You can also ask at your pharmacy for medical grade lanolin. I got it at the Wal-Mart pharmacy for $2.xx for 2 oz.

I think the OP means Health Food Store.


----------



## pb_and_j (Feb 13, 2003)

Carla~ I found some at my HFS cheap too! I didn't buy it b/c I still have Lansinoh left, but once I run out of that, I am all over the deal at the HFS!

Good score!


----------



## lifetapestry (Apr 14, 2003)

Quote:

_Originally posted by bwylde_
*After all my woes in trying to find some that's affordable an pure, I hit jackpot at the HFS! I got a 5 oz jar 100% pure nothing added Lanolin for only $7.50! I was looking at some 8oz at one website that wanted to charge almost $20 for shipping







. SO I'm happy and can now lanolize the wool to my hearts content







*
Carla,

You can also get pure lanolin in a 2 oz tube at your pharmacy (though not all may have them, from a discussion we had about this topic from a couple of weeks ago); I pay a bit more than $2 for this, or about $1/oz.
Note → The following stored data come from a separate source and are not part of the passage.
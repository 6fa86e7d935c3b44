//! Snapshot rendering onto the raw-mode screen.
//!
//! The grid is composed into a character buffer first (pure, testable) and
//! painted in one queued pass: border ring, `*` fruit, `#` snake bodies
//! with `o` heads, and centered banners for the non-running states.

use crossterm::style::Print;
use crossterm::{cursor, queue};
use shared::game::{GameStatus, SoloGame, SoloStatus};
use shared::grid::{Cell, PlayerSlot};
use shared::protocol::Snapshot;
use std::io::{stdout, Stdout, Write};

pub struct Renderer {
    rows: u16,
    cols: u16,
    stdout: Stdout,
}

impl Renderer {
    pub fn new(rows: u16, cols: u16) -> Self {
        Self {
            rows,
            cols,
            stdout: stdout(),
        }
    }

    /// Draws a duel snapshot. `you` marks which slot this terminal drives,
    /// if any; the offline two-player mode passes `None`.
    pub fn draw_duel(&mut self, snapshot: &Snapshot, you: Option<PlayerSlot>) -> crossterm::Result<()> {
        let mut score_line = format!(
            "score 1: {} | score 2: {}",
            snapshot.scores[0], snapshot.scores[1]
        );
        if let Some(slot) = you {
            score_line.push_str(&format!("   (you are player {})", slot.index() + 1));
        }

        let mut grid = self.compose_board(&snapshot.snakes[0], &snapshot.snakes[1], snapshot.fruit);
        match snapshot.status {
            GameStatus::Waiting => self.stamp_banner(&mut grid, &["Waiting for opponent"]),
            GameStatus::Running => {}
            GameStatus::Player1Wins => {
                self.stamp_banner(&mut grid, &["Player 1 Wins", "Press R to restart"])
            }
            GameStatus::Player2Wins => {
                self.stamp_banner(&mut grid, &["Player 2 Wins", "Press R to restart"])
            }
            GameStatus::Draw => self.stamp_banner(&mut grid, &["Draw", "Press R to restart"]),
        }

        self.paint(&score_line, &grid)
    }

    /// Draws the single-player game.
    pub fn draw_solo(&mut self, game: &SoloGame) -> crossterm::Result<()> {
        let score_line = format!("score: {}", game.score());
        let mut grid = self.compose_board(game.snake().cells(), &[], game.fruit());
        if game.status() == SoloStatus::Lost {
            self.stamp_banner(&mut grid, &["You crashed", "Press R to restart"]);
        }
        self.paint(&score_line, &grid)
    }

    fn compose_board(&self, snake1: &[Cell], snake2: &[Cell], fruit: Cell) -> Vec<Vec<char>> {
        let (rows, cols) = (self.rows as usize, self.cols as usize);
        let mut grid = vec![vec![' '; cols]; rows];

        // Border ring.
        grid[0][0] = '/';
        grid[0][cols - 1] = '\\';
        grid[rows - 1][cols - 1] = '/';
        grid[rows - 1][0] = '\\';
        for col in 1..cols - 1 {
            grid[0][col] = '-';
            grid[rows - 1][col] = '-';
        }
        for row in grid.iter_mut().take(rows - 1).skip(1) {
            row[0] = '|';
            row[cols - 1] = '|';
        }

        self.stamp_cell(&mut grid, fruit, '*');
        self.stamp_snake(&mut grid, snake1);
        self.stamp_snake(&mut grid, snake2);
        grid
    }

    fn stamp_snake(&self, grid: &mut [Vec<char>], cells: &[Cell]) {
        for &cell in cells {
            self.stamp_cell(grid, cell, '#');
        }
        if let Some(&head) = cells.last() {
            self.stamp_cell(grid, head, 'o');
        }
    }

    fn stamp_cell(&self, grid: &mut [Vec<char>], cell: Cell, ch: char) {
        if (0..self.rows as i16).contains(&cell.row) && (0..self.cols as i16).contains(&cell.col) {
            grid[cell.row as usize][cell.col as usize] = ch;
        }
    }

    fn stamp_banner(&self, grid: &mut [Vec<char>], lines: &[&str]) {
        let mid_row = self.rows as usize / 2;
        for (i, line) in lines.iter().enumerate() {
            let row = mid_row + i;
            if row >= grid.len() {
                break;
            }
            let start = (self.cols as usize).saturating_sub(line.len()) / 2;
            for (j, ch) in line.chars().enumerate() {
                if start + j < grid[row].len() {
                    grid[row][start + j] = ch;
                }
            }
        }
    }

    fn paint(&mut self, score_line: &str, grid: &[Vec<char>]) -> crossterm::Result<()> {
        // Pad the score line so a shorter one overwrites the previous frame.
        let padded = format!("{:<width$}", score_line, width = self.cols as usize);
        queue!(self.stdout, cursor::MoveTo(0, 0), Print(padded))?;
        for (row, line) in grid.iter().enumerate() {
            let text: String = line.iter().collect();
            queue!(self.stdout, cursor::MoveTo(0, row as u16 + 1), Print(text))?;
        }
        self.stdout.flush()?;
        Ok(())
    }
}

#[cfg(test)]
mod tests {
    use super::*;

    fn cells(list: &[(i16, i16)]) -> Vec<Cell> {
        list.iter().map(|&(r, c)| Cell::new(r, c)).collect()
    }

    #[test]
    fn board_has_border_fruit_and_heads() {
        let renderer = Renderer::new(10, 20);
        let snake1 = cells(&[(5, 3), (5, 4), (5, 5)]);
        let snake2 = cells(&[(7, 3), (7, 4)]);
        let grid = renderer.compose_board(&snake1, &snake2, Cell::new(2, 2));

        assert_eq!(grid[0][0], '/');
        assert_eq!(grid[0][19], '\\');
        assert_eq!(grid[9][0], '\\');
        assert_eq!(grid[9][19], '/');
        assert_eq!(grid[0][10], '-');
        assert_eq!(grid[4][0], '|');

        assert_eq!(grid[2][2], '*');
        assert_eq!(grid[5][3], '#');
        assert_eq!(grid[5][5], 'o');
        assert_eq!(grid[7][4], 'o');
        assert_eq!(grid[3][3], ' ');
    }

    #[test]
    fn banner_is_centered() {
        let renderer = Renderer::new(10, 20);
        let mut grid = renderer.compose_board(&[], &[], Cell::new(2, 2));
        renderer.stamp_banner(&mut grid, &["Draw"]);

        let line: String = grid[5].iter().collect();
        assert_eq!(line.trim_matches(|c| c == ' ' || c == '|'), "Draw");
        // "Draw" is 4 wide on a 20 column grid, so it starts at column 8.
        assert_eq!(grid[5][8], 'D');
    }

    #[test]
    fn out_of_range_cells_are_ignored() {
        let renderer = Renderer::new(10, 20);
        // A head that ran past the border must not panic the renderer.
        let runaway = cells(&[(0, 5), (-1, 5)]);
        let grid = renderer.compose_board(&runaway, &[], Cell::new(2, 2));
        assert_eq!(grid[0][5], '#');
    }
}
So the HFS lanolin is much more expensive.

Karla


----------



## bwylde (Feb 19, 2004)

The really small tubes are $4-5 here and what I have was about $8 for a 1.3 oz tube of Pure Lan (I double checked it to make sure it was that small. The stores are starting to carry Lansinoh here now, which is a lot cheaper. I saw it yesterday at Zellers for $10 for the 2oz tube), that's why I'm so pleased to find it at this price. NOt to mention most anywhere I have found to order is US$$, which signifigantly increases the price for me.

I asked around for lanolin, but got treated like I had two heads (I had another thread on this). What they showed me was $5 for a 2 oz tube full of chemicals, mineral oil and fragrance, so I got DH to bring it back (edited to add I had already bought it when I noticed the ingredient list)

And yes, HFS is health food store.


----------